WORK INSTRUCTIONS >>
Only the lines from the start of the data through the one containing "pub enum CheckError<E>" belong in your answer; return them exactly.

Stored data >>

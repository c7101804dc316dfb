//! Core domain types for issuebot.

pub mod ids;
pub mod pr;

pub use ids::{CommentId, DeliveryId, InvalidSha, IssueNumber, PrNumber, RepoId, Sha};
pub use pr::{CommitAuthor, CommitRecord, PrKey, PullRequestRef};
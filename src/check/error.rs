//! Errors that abort a pull request evaluation.

use thiserror::Error;

use crate::effects::{GitHubEffect, GitHubResponse};

/// An evaluation failure, generic over the interpreter's error type.
#[derive(Debug, Error)]
pub enum CheckError<E>
where
    E: std::error::Error + 'static,
{
    /// The interpreter failed to execute an effect.
    #[error("GitHub {operation} failed: {source}")]
    Api {
        operation: &'static str,
        #[source]
        source: E,
    },

    /// The interpreter answered an effect with a response of the wrong kind.
    #[error("unexpected response to {operation}: {response}")]
    UnexpectedResponse {
        operation: &'static str,
        response: String,
    },
}

impl<E> CheckError<E>
where
    E: std::error::Error + 'static,
{
    pub(crate) fn api(effect: &GitHubEffect, source: E) -> Self {
        CheckError::Api {
            operation: effect.name(),
            source,
        }
    }

    pub(crate) fn unexpected(operation: &'static str, response: &GitHubResponse) -> Self {
        CheckError::UnexpectedResponse {
            operation,
            response: format!("{response:?}"),
        }
    }

    /// Name of the GitHub operation that failed.
    pub fn operation(&self) -> &'static str {
        match self {
            CheckError::Api { operation, .. } | CheckError::UnexpectedResponse { operation, .. } => {
                operation
            }
        }
    }
}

ANSWER FOR THE TASK >>
repository c7101804dc316dfb
//! Core domain types for issuebot.

pub mod ids;
pub mod pr;

pub use ids::{CommentId, DeliveryId, InvalidSha, IssueNumber, PrNumber, RepoId, Sha};
pub use pr::{CommitAuthor, CommitRecord, PrKey, PullRequestRef};
filename src/check/error.rs
//! Errors that abort a pull request evaluation.

use thiserror::Error;

use crate::effects::{GitHubEffect, GitHubResponse};

/// An evaluation failure, generic over the interpreter's error type.
#[derive(Debug, Error)]
pub enum CheckError<E>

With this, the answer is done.